Why Transfer Pricing Is No Longer Just a Big-Company Problem

There was a time when transfer pricing was a concern only for the top 500 Indian corporates — the Tatas, the Infosyses, the subsidiaries of Fortune 500 multinationals.

That time is over.

Today:

  • A mid-sized IT services company in Chennai billing its Singapore holding company
  • A Pune-based manufacturer selling components to its German parent
  • A Bengaluru startup paying royalties to its Delaware IP holding entity

All of them are squarely within India’s transfer pricing regime — and most are not adequately prepared.


The Scale of the Shift

  • ₹40,000+ crores collected in TP adjustments in a recent cycle
  • Increasing TP litigation across courts and tribunals
  • OECD BEPS framework embedded into Indian law
  • Access to CbCR, Master File, and Local File data

Tax authorities today have unprecedented visibility into how profits are allocated globally.

If your business has related-party transactions — international or even domestic — this matters to you.


What Is Transfer Pricing?

When unrelated parties transact, prices are determined by market forces.
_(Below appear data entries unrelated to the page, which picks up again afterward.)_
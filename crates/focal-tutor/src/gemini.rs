//! Gemini REST backend.
//!
//! Classification uses `models/{model}:generateContent`; answers use
//! `models/{model}:streamGenerateContent?alt=sse`, decoded event by event.
//! The API key travels in the `x-goog-api-key` header and never appears in
//! `Debug` output or logs.

use eventsource_stream::Eventsource;
use futures::future::BoxFuture;
use futures::{FutureExt, StreamExt};
use serde::{Deserialize, Serialize};
use tracing::{debug, warn};

use crate::error::LlmErrorKind;
use crate::model::{ChunkStream, HistoryEntry, LanguageModel, ModelError, ModelRequest, Role};

/// Default REST endpoint.
pub const DEFAULT_BASE_URL: &str = "https://generativelanguage.googleapis.com/v1beta";

// ============================================================================
// Wire types
// ============================================================================

#[derive(Debug, Serialize)]
struct RequestBody {
    contents: Vec<Content>,
}

#[derive(Debug, Serialize)]
struct Content {
    role: &'static str,
    parts: Vec<Part>,
}

#[derive(Debug, Serialize)]
#[serde(untagged)]
enum Part {
    Text {
        text: String,
    },
    Inline {
        #[serde(rename = "inlineData")]
        inline_data: InlineData,
    },
}

#[derive(Debug, Serialize)]
#[serde(rename_all = "camelCase")]
struct InlineData {
    mime_type: String,
    data: String,
}

#[derive(Debug, Default, Deserialize)]
struct ResponseBody {
    #[serde(default)]
    candidates: Vec<Candidate>,
    error: Option<ApiError>,
}

#[derive(Debug, Deserialize)]
struct Candidate {
    content: Option<ResponseContent>,
}

#[derive(Debug, Deserialize)]
struct ResponseContent {
    #[serde(default)]
    parts: Vec<ResponsePart>,
}

#[derive(Debug, Deserialize)]
struct ResponsePart {
    text: Option<String>,
}

#[derive(Debug, Deserialize)]
struct ApiError {
    code: Option<u16>,
    message: Option<String>,
}

impl ResponseBody {
    /// Text of the first candidate, or the embedded API error.
    fn into_text(self) -> Result<String, ModelError> {
        if let Some(error) = self.error {
            let kind = error.code.map_or(LlmErrorKind::Other, LlmErrorKind::from_status);
            return Err(ModelError::new(
                kind,
                error.message.unwrap_or_else(|| "unknown API error".to_string()),
            ));
        }
        Ok(self
            .candidates
            .into_iter()
            .next()
            .and_then(|candidate| candidate.content)
            .map(|content| {
                content
                    .parts
                    .into_iter()
                    .filter_map(|part| part.text)
                    .collect::<String>()
            })
            .unwrap_or_default())
    }
}

const fn role_name(role: Role) -> &'static str {
    match role {
        Role::User => "user",
        Role::Model => "model",
    }
}

fn history_content(entry: &HistoryEntry) -> Content {
    Content {
        role: role_name(entry.role),
        parts: vec![Part::Text {
            text: entry.content.clone(),
        }],
    }
}

/// Builds the request body: history first, then the prompt with its images.
fn request_body(request: &ModelRequest) -> RequestBody {
    let mut contents: Vec<Content> = request.history.iter().map(history_content).collect();

    let mut parts = vec![Part::Text {
        text: request.prompt.clone(),
    }];
    parts.extend(request.images.iter().map(|image| Part::Inline {
        inline_data: InlineData {
            mime_type: image.mime_type.clone(),
            data: image.to_base64(),
        },
    }));
    contents.push(Content {
        role: "user",
        parts,
    });

    RequestBody { contents }
}

fn transport_error(err: &reqwest::Error) -> ModelError {
    ModelError::new(LlmErrorKind::Network, format!("HTTP request failed: {err}"))
}

// ============================================================================
// GeminiModel
// ============================================================================

/// A [`LanguageModel`] backed by the Gemini REST API.
#[derive(Clone)]
pub struct GeminiModel {
    client: reqwest::Client,
    base_url: String,
    model: String,
    api_key: String,
}

impl std::fmt::Debug for GeminiModel {
    fn fmt(&self, f: &mut std::fmt::Formatter<'_>) -> std::fmt::Result {
        f.debug_struct("GeminiModel")
            .field("base_url", &self.base_url)
            .field("model", &self.model)
            .finish_non_exhaustive()
    }
}

impl GeminiModel {
    /// Creates a Gemini backend for `model`.
    #[must_use]
    pub fn new(
        client: reqwest::Client,
        base_url: impl Into<String>,
        model: impl Into<String>,
        api_key: impl Into<String>,
    ) -> Self {
        Self {
            client,
            base_url: base_url.into().trim_end_matches('/').to_string(),
            model: model.into(),
            api_key: api_key.into(),
        }
    }

    /// The model identifier.
    #[must_use]
    pub fn model(&self) -> &str {
        &self.model
    }

    fn url(&self, method: &str) -> String {
        format!("{}/models/{}:{method}", self.base_url, self.model)
    }

    /// Sends `body` to `url` and maps non-success statuses to model errors.
    async fn send(
        client: reqwest::Client,
        url: String,
        api_key: String,
        body: RequestBody,
    ) -> Result<reqwest::Response, ModelError> {
        let response = client
            .post(&url)
            .header("x-goog-api-key", api_key)
            .json(&body)
            .send()
            .await
            .map_err(|e| transport_error(&e))?;

        let status = response.status();
        if status.is_success() {
            return Ok(response);
        }

        let kind = LlmErrorKind::from_status(status.as_u16());
        let detail = response
            .json::<ResponseBody>()
            .await
            .ok()
            .and_then(|body| body.error)
            .and_then(|error| error.message)
            .unwrap_or_default();
        warn!(status = status.as_u16(), %kind, "Gemini request rejected");
        Err(ModelError::new(kind, format!("HTTP {status}: {detail}")))
    }
}

impl LanguageModel for GeminiModel {
    fn name(&self) -> &str {
        "gemini"
    }

    fn complete(&self, prompt: String) -> BoxFuture<'_, Result<String, ModelError>> {
        let request = ModelRequest {
            prompt,
            images: Vec::new(),
            history: Vec::new(),
        };
        let body = request_body(&request);
        let url = self.url("generateContent");

        async move {
            let response =
                Self::send(self.client.clone(), url, self.api_key.clone(), body).await?;
            let body: ResponseBody = response.json().await.map_err(|e| {
                ModelError::new(LlmErrorKind::Malformed, format!("failed to parse response: {e}"))
            })?;
            let text = body.into_text()?;
            if text.trim().is_empty() {
                return Err(ModelError::new(LlmErrorKind::Malformed, "empty response"));
            }
            Ok(text)
        }
        .boxed()
    }

    fn stream(&self, request: ModelRequest) -> ChunkStream {
        let body = request_body(&request);
        let url = self.url("streamGenerateContent?alt=sse");
        let client = self.client.clone();
        let api_key = self.api_key.clone();

        Box::pin(async_stream::try_stream! {
            let response = Self::send(client, url, api_key, body).await?;
            let mut events = response.bytes_stream().eventsource();

            while let Some(event) = events.next().await {
                let event = event.map_err(|e| {
                    ModelError::new(LlmErrorKind::Network, format!("SSE stream error: {e}"))
                })?;
                if event.data.trim().is_empty() {
                    continue;
                }
                let chunk: ResponseBody = serde_json::from_str(&event.data).map_err(|e| {
                    ModelError::new(LlmErrorKind::Malformed, format!("SSE parsing error: {e}"))
                })?;
                let text = chunk.into_text()?;
                if !text.is_empty() {
                    debug!(chunk_len = text.len(), "Gemini chunk");
                    yield text;
                }
            }
        })
    }
}
//! Offline language model for development without credentials.
//!
//! The echo backend classifies every question as `other` and answers by
//! replaying the section headers it finds in the prompt, each followed by a
//! short placeholder body, streamed word by word.

use std::time::Duration;

use futures::future::BoxFuture;
use futures::FutureExt;

use crate::model::{ChunkStream, LanguageModel, ModelError, ModelRequest};

/// Marker preceding the verbatim question in assembled prompts.
const QUESTION_MARKER: &str = "Question: ";

/// A [`LanguageModel`] that needs no network access.
#[derive(Debug, Clone, Default)]
pub struct EchoModel {
    delay: Option<Duration>,
}

impl EchoModel {
    /// Creates an echo model that streams without pauses.
    #[must_use]
    pub const fn new() -> Self {
        Self { delay: None }
    }

    /// Pauses for `delay` between words, which makes streaming visible.
    #[must_use]
    pub const fn with_delay(mut self, delay: Duration) -> Self {
        self.delay = Some(delay);
        self
    }
}

/// Renders the full echo reply for `prompt`.
///
/// Only the instructions ahead of the question are scanned for headers, so a
/// question that itself contains `### ` lines does not add sections.
fn render_reply(prompt: &str) -> String {
    let (instructions, question) = prompt.find(QUESTION_MARKER).map_or((prompt, ""), |at| {
        (&prompt[..at], prompt[at + QUESTION_MARKER.len()..].trim())
    });

    let headers: Vec<&str> = instructions
        .lines()
        .filter_map(|line| line.strip_prefix("### "))
        .map(str::trim)
        .collect();

    if headers.is_empty() {
        return format!("(echo) You asked: {question}");
    }

    headers
        .iter()
        .map(|label| format!("### {label}\n(echo) {label} for: {question}"))
        .collect::<Vec<_>>()
        .join("\n\n")
}

impl LanguageModel for EchoModel {
    fn name(&self) -> &str {
        "echo"
    }

    fn complete(&self, _prompt: String) -> BoxFuture<'_, Result<String, ModelError>> {
        async { Ok("other".to_string()) }.boxed()
    }

    fn stream(&self, request: ModelRequest) -> ChunkStream {
        let reply = render_reply(&request.prompt);
        let delay = self.delay;

        Box::pin(async_stream::stream! {
            for word in reply.split_inclusive(' ') {
                if let Some(delay) = delay {
                    tokio::time::sleep(delay).await;
                }
                yield Ok(word.to_string());
            }
        })
    }
}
When related parties transact, prices can be manipulated, affecting:

  • Profit allocation
  • Tax jurisdiction
  • Overall tax liability

Transfer pricing rules ensure that related-party transactions occur at arm’s length — as if between independent entities.

Risk of Non-Compliance

If prices deviate:

  • Income is adjusted upward
  • Additional tax is levied
  • Interest and penalties apply
  • Case may be referred for TP audit

The Indian Transfer Pricing Framework

Legal Backbone

Sections 92 to 92F of the Income Tax Act cover:

  • International transactions
  • Specified domestic transactions
  • Deemed international transactions

Associated Enterprises (AE)

Entities are considered related if there is:

  • ≥26% shareholding
  • Management/control overlap
  • Significant loan financing
  • Other prescribed relationships

Accepted Methods

  • CUP (Comparable Uncontrolled Price)
  • RPM (Resale Price Method)
  • CPM (Cost Plus Method)
  • PSM (Profit Split Method)
  • TNMM (Transactional Net Margin Method)

TNMM dominates in India, especially for IT/ITES.
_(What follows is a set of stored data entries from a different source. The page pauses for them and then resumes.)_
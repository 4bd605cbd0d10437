//! Error types for the Focal tutoring pipeline.
//!
//! This module defines the error hierarchy for every stage of a tutoring
//! request: configuration loading, submission validation, subject
//! classification, answer generation, and the client-side session lifecycle.

use std::path::PathBuf;

use crate::classifier::Category;

/// A specialized `Result` type for Focal operations.
pub type Result<T> = std::result::Result<T, TutorError>;

/// Errors that can occur while producing or consuming a tutoring answer.
///
/// Error variants are organized by stage and include actionable suggestions
/// where possible to help operators resolve issues.
#[derive(Debug, thiserror::Error)]
pub enum TutorError {
    // ========================================================================
    // Configuration Errors
    // ========================================================================
    /// `focal.json` is not valid JSON.
    #[error("Invalid JSON in config file '{path}': {message}\n\nSuggestion: Validate your focal.json with a JSON linter")]
    ConfigParseError {
        /// Where the file was read from.
        path: PathBuf,
        /// What the JSON parser reported.
        message: String,
    },

    /// A configuration value is out of range or missing.
    #[error("Invalid configuration: {message}\n\nSuggestion: {suggestion}")]
    ConfigValidationError {
        /// Which value is wrong and why.
        message: String,
        /// Actionable suggestion for the user.
        suggestion: String,
    },

    // ========================================================================
    // Request Errors
    // ========================================================================
    /// The submission was rejected before any request was created.
    #[error("Invalid submission: {message}")]
    ValidationError {
        /// Description of what was wrong with the submission.
        message: String,
    },

    /// Subject classification failed.
    ///
    /// Recoverable: the gateway degrades to [`Category::Other`].
    #[error("Classification failed ({kind}): {message}")]
    ClassificationError {
        /// The kind of model failure.
        kind: LlmErrorKind,
        /// Detailed error message from the model backend.
        message: String,
    },

    /// Answer generation failed. Terminal for the current turn.
    #[error("Generation failed ({kind}): {message}\n\nSuggestion: {suggestion}")]
    GenerationError {
        /// The category resolved before the failure, if any.
        category: Option<Category>,
        /// The kind of model failure.
        kind: LlmErrorKind,
        /// Operator-safe description of the failure.
        message: String,
        /// Actionable suggestion for the user.
        suggestion: String,
    },

    /// The generation was cancelled by the user.
    ///
    /// Not a failure: partial output is retained and history is untouched.
    #[error("Generation cancelled")]
    Cancelled,

    // ========================================================================
    // Session Errors
    // ========================================================================
    /// A submission arrived while another generation was still outstanding.
    #[error("A generation is already in flight for this session\n\nSuggestion: Wait for it to finish or abort it first")]
    SessionBusy,

    /// A session operation was attempted in a phase that does not allow it.
    #[error("Invalid state transition: cannot go from {from} to {to}")]
    InvalidStateTransition {
        /// The phase the session was in.
        from: String,
        /// The phase or operation that was requested.
        to: String,
    },

    // ========================================================================
    // General I/O Errors
    // ========================================================================
    /// Reading a config or image file failed.
    #[error("I/O error: {0}")]
    Io(#[from] std::io::Error),

    /// A JSON body could not be encoded or decoded.
    #[error("JSON error: {0}")]
    Json(#[from] serde_json::Error),
}

/// Categories of language-model failures for structured error handling.
#[derive(Debug, Clone, Copy, PartialEq, Eq, serde::Serialize, serde::Deserialize)]
#[serde(rename_all = "snake_case")]
pub enum LlmErrorKind {
    /// The backend rejected the API key.
    Authentication,
    /// Rate limit exceeded.
    RateLimit,
    /// The backend answered with a 5xx status.
    Server,
    /// The backend could not be reached or the connection dropped.
    Network,
    /// The backend answered with an empty or unparsable response.
    Malformed,
    /// Anything else.
    Other,
}

impl std::fmt::Display for LlmErrorKind {
    fn fmt(&self, f: &mut std::fmt::Formatter<'_>) -> std::fmt::Result {
        match self {
            Self::Authentication => write!(f, "authentication"),
            Self::RateLimit => write!(f, "rate_limit"),
            Self::Server => write!(f, "server"),
            Self::Network => write!(f, "network"),
            Self::Malformed => write!(f, "malformed"),
            Self::Other => write!(f, "other"),
        }
    }
}

impl LlmErrorKind {
    /// What the operator or learner can do about this kind of failure.
    #[must_use]
    pub const fn suggestion(&self) -> &'static str {
        match self {
            Self::Authentication => "Check your API key or credentials",
            Self::RateLimit => "Wait and retry, or reduce request frequency",
            Self::Server => "Retry later; the model service may be experiencing issues",
            Self::Network => "Check your network connection",
            Self::Malformed => "Retry the question; the model returned no usable text",
            Self::Other => "Check the model provider's status page",
        }
    }

    /// Maps an HTTP status code returned by a model backend to an error kind.
    #[must_use]
    pub const fn from_status(status: u16) -> Self {
        match status {
            401 | 403 => Self::Authentication,
            429 => Self::RateLimit,
            500..=599 => Self::Server,
            _ => Self::Other,
        }
    }
}

impl TutorError {
    /// Shorthand for [`TutorError::ConfigParseError`].
    #[must_use]
    pub fn config_parse(path: impl Into<PathBuf>, message: impl Into<String>) -> Self {
        Self::ConfigParseError {
            path: path.into(),
            message: message.into(),
        }
    }

    /// Shorthand for [`TutorError::ConfigValidationError`].
    #[must_use]
    pub fn config_validation(message: impl Into<String>, suggestion: impl Into<String>) -> Self {
        Self::ConfigValidationError {
            message: message.into(),
            suggestion: suggestion.into(),
        }
    }

    /// Creates a new `ValidationError`.
    #[must_use]
    pub fn validation(message: impl Into<String>) -> Self {
        Self::ValidationError {
            message: message.into(),
        }
    }

    /// Creates a new `ClassificationError`.
    #[must_use]
    pub fn classification(kind: LlmErrorKind, message: impl Into<String>) -> Self {
        Self::ClassificationError {
            kind,
            message: message.into(),
        }
    }

    /// Creates a new `GenerationError` with automatic suggestion based on error kind.
    #[must_use]
    pub fn generation(
        category: Option<Category>,
        kind: LlmErrorKind,
        message: impl Into<String>,
    ) -> Self {
        Self::GenerationError {
            category,
            kind,
            message: message.into(),
            suggestion: kind.suggestion().to_string(),
        }
    }

    /// Shorthand for [`TutorError::InvalidStateTransition`].
    #[must_use]
    pub fn invalid_transition(from: impl std::fmt::Display, to: impl std::fmt::Display) -> Self {
        Self::InvalidStateTransition {
            from: from.to_string(),
            to: to.to_string(),
        }
    }

    /// Returns `true` if this error is transient and the request may be retried.
    #[must_use]
    pub const fn is_transient(&self) -> bool {
        matches!(
            self,
            Self::GenerationError {
                kind: LlmErrorKind::RateLimit | LlmErrorKind::Server | LlmErrorKind::Network,
                ..
            } | Self::ClassificationError {
                kind: LlmErrorKind::RateLimit | LlmErrorKind::Server | LlmErrorKind::Network,
                ..
            }
        )
    }

    /// Returns `true` if this is the expected outcome of a user abort.
    #[must_use]
    pub const fn is_cancelled(&self) -> bool {
        matches!(self, Self::Cancelled)
    }

    /// Returns the message shown to the learner when a turn fails.
    ///
    /// Never includes file paths or backend payloads.
    #[must_use]
    pub fn user_message(&self) -> String {
        match self {
            Self::ValidationError { message } => message.clone(),
            Self::GenerationError { kind, .. } | Self::ClassificationError { kind, .. } => {
                format!("The answer could not be generated ({kind}). {}", kind.suggestion())
            }
            Self::Cancelled => "The answer was cancelled.".to_string(),
            Self::SessionBusy => "Please wait for the current answer to finish.".to_string(),
            _ => "An unexpected error occurred.".to_string(),
        }
    }
}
What Has Changed (2024–2026)

1. BEPS Is Now Enforced Reality

Country-by-Country Reporting (CbCR)

Applicable for groups with revenue > ₹5,500 crores
Provides jurisdiction-wise:

  • Revenue
  • Profit
  • Tax paid
  • Employees
  • Assets

Master File & Local File

  • Master File: Global structure, value chain
  • Local File: Entity-level transaction analysis

Principal Purpose Test (PPT)

Treaty benefits denied if tax avoidance is a primary purpose

Multilateral Instrument (MLI)

Treaties updated without renegotiation — structures may be reinterpreted


2. Safe Harbour Rules (Updated)

Predefined margins for:

  • IT / ITES: 17%–24%
  • KPO: 24%
  • Contract R&D: 24%
  • Loans & guarantees: Prescribed spreads

⚠️ Many businesses cannot sustain these margins, forcing full benchmarking.
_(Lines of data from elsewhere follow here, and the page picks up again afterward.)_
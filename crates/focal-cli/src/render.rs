//! Progressive terminal rendering of an answer.

use std::io::{self, Write};

use clap::ValueEnum;
use focal_session::{extract_sections, ExtractedSection, SectionLayout};
use focal_tutor::SectionSet;

/// How answers are printed.
#[derive(Debug, Clone, Copy, PartialEq, Eq, ValueEnum)]
pub enum View {
    /// Print each section once it is complete.
    Sections,
    /// Stream the raw model text as it arrives.
    Raw,
}

/// Prints one answer as it streams in.
pub struct Renderer<W: Write> {
    out: W,
    view: View,
    sections: SectionSet,
    text: String,
    printed: SectionSet,
    printed_catch_all: bool,
}

impl<W: Write> Renderer<W> {
    pub const fn new(out: W, view: View, sections: SectionSet) -> Self {
        Self {
            out,
            view,
            sections,
            text: String::new(),
            printed: SectionSet::empty(),
            printed_catch_all: false,
        }
    }

    /// Returns `true` once any answer text has arrived.
    pub fn has_output(&self) -> bool {
        !self.text.is_empty()
    }

    pub fn chunk(&mut self, text: &str) -> io::Result<()> {
        self.text.push_str(text);
        match self.view {
            View::Raw => {
                write!(self.out, "{text}")?;
                self.out.flush()
            }
            View::Sections => self.print_ready(false),
        }
    }

    /// Prints whatever is left. Called on completion, failure and abort.
    pub fn finish(&mut self) -> io::Result<()> {
        match self.view {
            View::Raw => {
                if self.has_output() {
                    writeln!(self.out)?;
                }
                self.out.flush()
            }
            View::Sections => self.print_ready(true),
        }
    }

    /// Prints every section that can no longer change and has not been
    /// printed yet.
    ///
    /// A marked section is final once a later header has appeared. On finish
    /// every remaining section with text is printed.
    fn print_ready(&mut self, finished: bool) -> io::Result<()> {
        let extraction = extract_sections(&self.text, &self.sections);
        for section in &extraction.sections {
            let ready = finished
                || (extraction.layout == SectionLayout::Marked
                    && section.marked
                    && section.kind != extraction.open);
            if ready && !section.text.is_empty() && !self.is_printed(section) {
                writeln!(self.out, "{} {}", section.icon(), section.title())?;
                writeln!(self.out, "{}", section.text)?;
                writeln!(self.out)?;
                self.mark_printed(section);
            }
        }
        self.out.flush()
    }

    fn is_printed(&self, section: &ExtractedSection) -> bool {
        section
            .kind
            .map_or(self.printed_catch_all, |kind| self.printed.contains(kind))
    }

    fn mark_printed(&mut self, section: &ExtractedSection) {
        match section.kind {
            Some(kind) => self.printed.insert(kind),
            None => self.printed_catch_all = true,
        }
    }

    #[cfg(test)]
    fn into_inner(self) -> W {
        self.out
    }
}
//! Section extraction and display helpers.
//!
//! The model marks each requested section with a literal `### <label>`
//! header. [`extract_sections`] splits the accumulated answer text on those
//! headers for the section set that produced the request. It works on
//! in-progress text too, so callers can re-run it after every chunk.

use focal_tutor::{SectionKind, SectionSet};
use once_cell::sync::Lazy;
use regex::Regex;

/// Matches a header line for any of the four canonical labels.
///
/// Case-insensitive, anchored to a whole line, tolerant of surrounding
/// whitespace and a trailing colon.
static HEADER: Lazy<Option<Regex>> = Lazy::new(|| {
    Regex::new(r"(?mi)^[ \t]*#{1,6}[ \t]*(summary|guidance|explanation|answer)[ \t]*:?[ \t]*\r?$")
        .ok()
});

/// Title of the catch-all section used when no section is enabled.
pub const CATCH_ALL_TITLE: &str = "Response";

/// Display icon for a section kind.
#[must_use]
pub const fn icon(kind: SectionKind) -> &'static str {
    match kind {
        SectionKind::Summary => "📝",
        SectionKind::Guidance => "🧭",
        SectionKind::Explanation => "📖",
        SectionKind::Answer => "✅",
    }
}

/// How the extracted sections relate to the text.
#[derive(Debug, Clone, Copy, PartialEq, Eq)]
pub enum SectionLayout {
    /// At least one enabled header was found.
    Marked,
    /// No enabled header was found; the whole text went to the first section.
    Fallback,
    /// No section was enabled; a single catch-all section holds the text.
    CatchAll,
}

/// One display section.
#[derive(Debug, Clone, PartialEq, Eq)]
pub struct ExtractedSection {
    /// The section kind, or `None` for the catch-all section.
    pub kind: Option<SectionKind>,
    /// Trimmed body text. Empty when the section was not found.
    pub text: String,
    /// Whether the section's own header appeared in the text.
    pub marked: bool,
}

impl ExtractedSection {
    /// Display title.
    #[must_use]
    pub fn title(&self) -> &'static str {
        self.kind.map_or(CATCH_ALL_TITLE, SectionKind::title)
    }

    /// Display icon.
    #[must_use]
    pub fn icon(&self) -> &'static str {
        self.kind.map_or("💬", icon)
    }
}

/// The result of splitting an answer into sections.
#[derive(Debug, Clone, PartialEq, Eq)]
pub struct Extraction {
    /// How the text was split.
    pub layout: SectionLayout,
    /// Sections in canonical order, one per enabled kind.
    pub sections: Vec<ExtractedSection>,
    /// The enabled section whose body runs to the end of the text and may
    /// still grow. Every other marked section is final.
    pub open: Option<SectionKind>,
}

impl Extraction {
    /// The section of `kind`, if it is enabled.
    #[must_use]
    pub fn get(&self, kind: SectionKind) -> Option<&ExtractedSection> {
        self.sections.iter().find(|s| s.kind == Some(kind))
    }
}

/// A header occurrence in the text.
#[derive(Debug, Clone, Copy)]
struct Marker {
    kind: SectionKind,
    start: usize,
    end: usize,
}

fn find_markers(text: &str) -> Vec<Marker> {
    let Some(re) = HEADER.as_ref() else {
        return Vec::new();
    };
    re.captures_iter(text)
        .filter_map(|caps| {
            let whole = caps.get(0)?;
            let kind = SectionKind::from_label(caps.get(1)?.as_str())?;
            Some(Marker {
                kind,
                start: whole.start(),
                end: whole.end(),
            })
        })
        .collect()
}

/// Splits `text` into display sections for `enabled`.
///
/// - A section's body runs from its first header to the next header of any
///   canonical label, or to the end of the text. Bodies are trimmed.
/// - Enabled sections whose header is missing are empty.
/// - If no enabled header appears at all, the whole text is assigned to the
///   first enabled section and the rest stay empty.
/// - If no section is enabled, a single catch-all section holds the text.
///
/// # Examples
///
/// ```
/// use focal_session::sections::{extract_sections, SectionLayout};
/// use focal_tutor::{SectionKind, SectionSet};
///
/// let enabled = SectionSet::of(&[SectionKind::Summary, SectionKind::Answer]);
/// let extraction = extract_sections("### summary\nLinear.\n### answer\nx = 2", &enabled);
///
/// assert_eq!(extraction.layout, SectionLayout::Marked);
/// assert_eq!(extraction.sections[0].text, "Linear.");
/// assert_eq!(extraction.sections[1].text, "x = 2");
/// ```
#[must_use]
pub fn extract_sections(text: &str, enabled: &SectionSet) -> Extraction {
    if enabled.is_empty() {
        return Extraction {
            layout: SectionLayout::CatchAll,
            sections: vec![ExtractedSection {
                kind: None,
                text: text.trim().to_string(),
                marked: false,
            }],
            open: None,
        };
    }

    let markers = find_markers(text);
    let any_enabled = markers.iter().any(|m| enabled.contains(m.kind));

    if !any_enabled {
        let first = enabled.first();
        return Extraction {
            layout: SectionLayout::Fallback,
            sections: enabled
                .iter()
                .map(|kind| ExtractedSection {
                    kind: Some(kind),
                    text: if Some(kind) == first {
                        text.trim().to_string()
                    } else {
                        String::new()
                    },
                    marked: false,
                })
                .collect(),
            open: first,
        };
    }

    let sections = enabled
        .iter()
        .map(|kind| {
            let position = markers.iter().position(|m| m.kind == kind);
            let body = position
                .map(|index| {
                    let start = markers[index].end;
                    let end = markers.get(index + 1).map_or(text.len(), |next| next.start);
                    text[start..end].trim().to_string()
                })
                .unwrap_or_default();
            ExtractedSection {
                kind: Some(kind),
                text: body,
                marked: position.is_some(),
            }
        })
        .collect();

    // Text after a repeated header belongs to no section.
    let open = markers
        .last()
        .filter(|last| {
            enabled.contains(last.kind)
                && markers.iter().position(|m| m.kind == last.kind) == Some(markers.len() - 1)
        })
        .map(|last| last.kind);

    Extraction {
        layout: SectionLayout::Marked,
        sections,
        open,
    }
}

// ============================================================================
// Loading phrases
// ============================================================================

/// Phrases shown while a section waits for its first text.
pub const LOADING_PHRASES: [&str; 6] = [
    "Preparing the answer...",
    "Thinking...",
    "Pondering...",
    "Planning the structure...",
    "Organizing the information...",
    "Generating the answer...",
];

/// Phrase shown instead when the submission carried images.
pub const IMAGE_LOADING_PHRASE: &str = "Analyzing the attached images...";

/// Interval between phrase rotations.
pub const LOADING_TICK: std::time::Duration = std::time::Duration::from_millis(2500);

/// The placeholder phrase for the section at `section_index` after `tick`
/// rotations.
#[must_use]
pub const fn loading_phrase(section_index: usize, tick: usize, has_images: bool) -> &'static str {
    if has_images {
        return IMAGE_LOADING_PHRASE;
    }
    LOADING_PHRASES[section_index.wrapping_add(tick) % LOADING_PHRASES.len()]
}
3. Domestic Transfer Pricing

Applies if transactions exceed ₹20 crores, including:

  • Related-party payments
  • SEZ-linked transactions
  • Tax-incentive-based structures

The 5 Most Litigated TP Areas

1. IT & Software Services

  • Classification as captive / low-risk entities
  • Authorities often push for higher margins

2. Royalties & Intangibles

  • DEMPE framework focus
  • Substance over legal ownership

3. Management Fees

  • Were services actually rendered?
  • Is allocation justified?

4. Intra-Group Financing

  • Interest rates
  • Guarantee fees
  • Cash pooling structures

5. Business Restructuring

  • Exit charges
  • Transfer of profit potential

Advance Pricing Agreements (APA)

What Is an APA?

A binding agreement with tax authorities on:

  • Pricing methodology
  • Arm’s length pricing

Key Benefits

  • Certainty (up to 5 years + 4-year rollback)
  • Reduced litigation
  • Elimination of double taxation (in bilateral APAs)

Types

  • Unilateral APA – Faster, India-only certainty
  • Bilateral APA – Full protection from double taxation

Documentation: Non-Negotiable

Penalties

  • Section 271AA: 2% of transaction value (no documentation)
  • Section 271G: 2% (failure to furnish data)

Required Documentation (Rule 10D)

  • Group & entity overview
  • Functional analysis (FAR)
  • Comparability study
  • Method selection & justification
  • Pricing computation

Quality matters more than volume. Boilerplate documentation fails audits.


Secondary Adjustment Risk

Under Section 92CE:

If TP adjustment occurs:

  • Excess amount treated as loan to foreign AE
  • Notional interest charged if not repatriated

This creates ongoing financial impact, not just a one-time tax cost.


Practical Action Plan (FY 2026–27)

✔ Review inter-company agreements
✔ Conduct functional analysis
✔ Benchmark margins
✔ File Form 3CEB on time
✔ Evaluate safe harbour eligibility
✔ Consider APA for large transactions
✔ Assess secondary adjustment exposure


Mutual Agreement Procedure (MAP)

Used to resolve double taxation:

  • Involves treaty partner countries
  • Increasingly efficient post-BEPS
  • Applicable for major jurisdictions (US, UK, Japan, Germany, etc.)

The IPRS Perspective

Transfer pricing is not just compliance — it is strategic.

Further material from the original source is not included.